◆ **Your instructions**: Across the entries below, tally every line that holds the word "TokenPair". Give only the tally.

* * * *

pub mod config;
pub mod domain;
pub mod inbound;
pub mod outbound;

pub use domain::user;
pub use outbound::repositories;
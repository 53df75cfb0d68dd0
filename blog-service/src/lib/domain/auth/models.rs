use auth::TokenPair;
use serde::Deserialize;
use serde::Serialize;

use crate::domain::auth::errors::BearerTokenError;
use crate::domain::user::models::User;
use crate::domain::user::models::UserId;

/// Claims carried by an access token.
///
/// Unknown fields are refused so that a token minted with a different claim
/// set is never accepted in place of this one.
#[derive(Debug, Clone, PartialEq, Eq, Serialize, Deserialize)]
#[serde(deny_unknown_fields)]
pub struct AccessClaims {
    pub user_id: UserId,
    pub email: String,
}

impl AccessClaims {
    pub fn for_user(user: &User) -> Self {
        Self {
            user_id: user.id,
            email: user.email.as_str().to_string(),
        }
    }
}

/// Claims carried by a refresh token. No email, only the subject.
#[derive(Debug, Clone, PartialEq, Eq, Serialize, Deserialize)]
#[serde(deny_unknown_fields)]
pub struct RefreshClaims {
    pub user_id: UserId,
}

impl RefreshClaims {
    pub fn for_user(user: &User) -> Self {
        Self { user_id: user.id }
    }
}

/// Tokens handed out on a successful login.
#[derive(Debug, Clone, PartialEq, Eq)]
pub struct SessionTokens {
    pub access_token: String,
    pub refresh_token: String,
}

impl From<TokenPair> for SessionTokens {
    fn from(pair: TokenPair) -> Self {
        Self {
            access_token: pair.access_token,
            refresh_token: pair.refresh_token,
        }
    }
}

/// Token extracted from an `Authorization` header value.
///
/// The header must be exactly `Bearer <token>`: a single space after the
/// scheme and a non-empty token without whitespace.
#[derive(Debug, Clone, Copy, PartialEq, Eq)]
pub struct BearerToken<'a>(&'a str);

impl<'a> BearerToken<'a> {
    const SCHEME: &'static str = "Bearer ";

    /// Parse an `Authorization` header value.
    ///
    /// # Errors
    /// * `MissingScheme` - Value does not start with `Bearer `
    /// * `EmptyToken` - Nothing follows the scheme
    /// * `UnexpectedWhitespace` - Token contains whitespace
    pub fn parse(header: &'a str) -> Result<Self, BearerTokenError> {
        let token = header
            .strip_prefix(Self::SCHEME)
            .ok_or(BearerTokenError::MissingScheme)?;

        if token.is_empty() {
            return Err(BearerTokenError::EmptyToken);
        }

        if token.chars().any(char::is_whitespace) {
            return Err(BearerTokenError::UnexpectedWhitespace);
        }

        Ok(Self(token))
    }

    pub fn as_str(&self) -> &'a str {
        self.0
    }
}
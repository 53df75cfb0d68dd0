use axum::extract::State;
use axum::Extension;
use serde::Deserialize;
use utoipa::ToSchema;

use super::ApiError;
use super::ApiSuccess;
use super::JsonBody;
use super::UserData;
use crate::domain::user::models::UpdateProfileCommand;
use crate::domain::user::models::UserName;
use crate::inbound::http::middleware::AuthenticatedUser;
use crate::inbound::http::router::AppState;
use crate::inbound::http::validation::Violations;

#[utoipa::path(
    put,
    path = "/api/v1/me",
    tag = "Users",
    security(("bearer" = [])),
    request_body = UpdateProfileRequest,
    responses(
        (status = 200, description = "User profile updated successfully", body = UserData),
        (status = 400, description = "Validation errors or malformed JWT"),
        (status = 401, description = "Invalid or expired JWT")
    )
)]
pub async fn update_profile(
    State(state): State<AppState>,
    Extension(authenticated): Extension<AuthenticatedUser>,
    JsonBody(body): JsonBody<UpdateProfileRequest>,
) -> Result<ApiSuccess<UserData>, ApiError> {
    let command = body.try_into_command()?;

    state
        .user_service
        .update_profile(&authenticated.user.id, command)
        .await
        .map_err(ApiError::from)
        .map(|ref user| ApiSuccess::ok("User profile updated successfully", user.into()))
}

#[derive(Debug, Clone, PartialEq, Eq, Deserialize, ToSchema)]
pub struct UpdateProfileRequest {
    #[serde(default)]
    name: String,
}

impl UpdateProfileRequest {
    fn try_into_command(self) -> Result<UpdateProfileCommand, ApiError> {
        let mut violations = Violations::new();

        match violations.check("name", &self.name, UserName::new(self.name.clone())) {
            Some(name) => Ok(UpdateProfileCommand { name }),
            None => Err(violations.into()),
        }
    }
}
use axum::extract::State;
use axum::Extension;
use serde::Deserialize;
use utoipa::ToSchema;

use super::ApiError;
use super::ApiSuccess;
use super::JsonBody;
use super::PostData;
use crate::domain::post::models::CreatePostCommand;
use crate::domain::post::models::PostBody;
use crate::domain::post::models::PostTitle;
use crate::inbound::http::middleware::AuthenticatedUser;
use crate::inbound::http::router::AppState;
use crate::inbound::http::validation::Violations;

/// Create a post owned by the authenticated user.
#[utoipa::path(
    post,
    path = "/api/v1/posts",
    tag = "Posts",
    security(("bearer" = [])),
    request_body = CreatePostRequest,
    responses(
        (status = 200, description = "Successfully created post", body = PostData),
        (status = 400, description = "Validation errors or malformed JWT"),
        (status = 401, description = "Invalid or expired JWT")
    )
)]
pub async fn create_post(
    State(state): State<AppState>,
    Extension(authenticated): Extension<AuthenticatedUser>,
    JsonBody(body): JsonBody<CreatePostRequest>,
) -> Result<ApiSuccess<PostData>, ApiError> {
    let author = authenticated.user;

    state
        .post_service
        .create_post(&author.id, body.try_into_command()?)
        .await
        .map_err(ApiError::from)
        .map(|ref post| {
            ApiSuccess::ok(
                "Successfully created post",
                PostData::from(post).with_author(&author),
            )
        })
}

#[derive(Debug, Clone, PartialEq, Eq, Deserialize, ToSchema)]
pub struct CreatePostRequest {
    #[serde(default)]
    title: String,
    #[serde(default)]
    body: String,
}

impl CreatePostRequest {
    fn try_into_command(self) -> Result<CreatePostCommand, ApiError> {
        let mut violations = Violations::new();

        let title = violations.check("title", &self.title, PostTitle::new(self.title.clone()));
        let body = violations.check("body", &self.body, PostBody::new(self.body.clone()));

        match (title, body) {
            (Some(title), Some(body)) => Ok(CreatePostCommand { title, body }),
            _ => Err(violations.into()),
        }
    }
}
use axum::extract::State;
use axum_extra::extract::CookieJar;
use serde::Deserialize;
use serde::Serialize;
use utoipa::ToSchema;

use super::ApiError;
use super::ApiSuccess;
use super::JsonBody;
use crate::domain::user::models::EmailAddress;
use crate::inbound::http::cookies::refresh_token_cookie;
use crate::inbound::http::router::AppState;
use crate::inbound::http::validation::Violations;

/// Log in with email and password.
///
/// The refresh token is returned in the body and also set as the
/// `refreshToken` cookie.
#[utoipa::path(
    post,
    path = "/api/v1/login",
    tag = "Auth",
    request_body = LoginRequest,
    responses(
        (status = 200, description = "User logged in successfully", body = LoginResponseData),
        (status = 400, description = "Validation errors or invalid email or password"),
        (status = 404, description = "User not found")
    )
)]
pub async fn login(
    State(state): State<AppState>,
    jar: CookieJar,
    JsonBody(body): JsonBody<LoginRequest>,
) -> Result<(CookieJar, ApiSuccess<LoginResponseData>), ApiError> {
    let (email, password) = body.try_into_credentials()?;

    let tokens = state.auth_service.login(&email, &password).await?;

    let jar = jar.add(refresh_token_cookie(
        tokens.refresh_token.clone(),
        state.refresh_cookie_lifetime,
    ));

    Ok((
        jar,
        ApiSuccess::ok(
            "User logged in successfully",
            LoginResponseData {
                token: tokens.access_token,
                refresh_token: tokens.refresh_token,
            },
        ),
    ))
}

#[derive(Debug, Clone, PartialEq, Eq, Deserialize, ToSchema)]
pub struct LoginRequest {
    #[serde(default)]
    email: String,
    #[serde(default)]
    password: String,
}

impl LoginRequest {
    fn try_into_credentials(self) -> Result<(EmailAddress, String), ApiError> {
        let mut violations = Violations::new();

        let email = violations.check("email", &self.email, EmailAddress::new(self.email.clone()));
        let password = violations
            .require_secret("password", &self.password)
            .map(str::to_string);

        match (email, password) {
            (Some(email), Some(password)) => Ok((email, password)),
            _ => Err(violations.into()),
        }
    }
}

#[derive(Debug, Clone, PartialEq, Eq, Serialize, ToSchema)]
pub struct LoginResponseData {
    /// Access token, sent as `Authorization: Bearer <token>`
    pub token: String,
    pub refresh_token: String,
}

* * * *

◆ **Answer box**: 3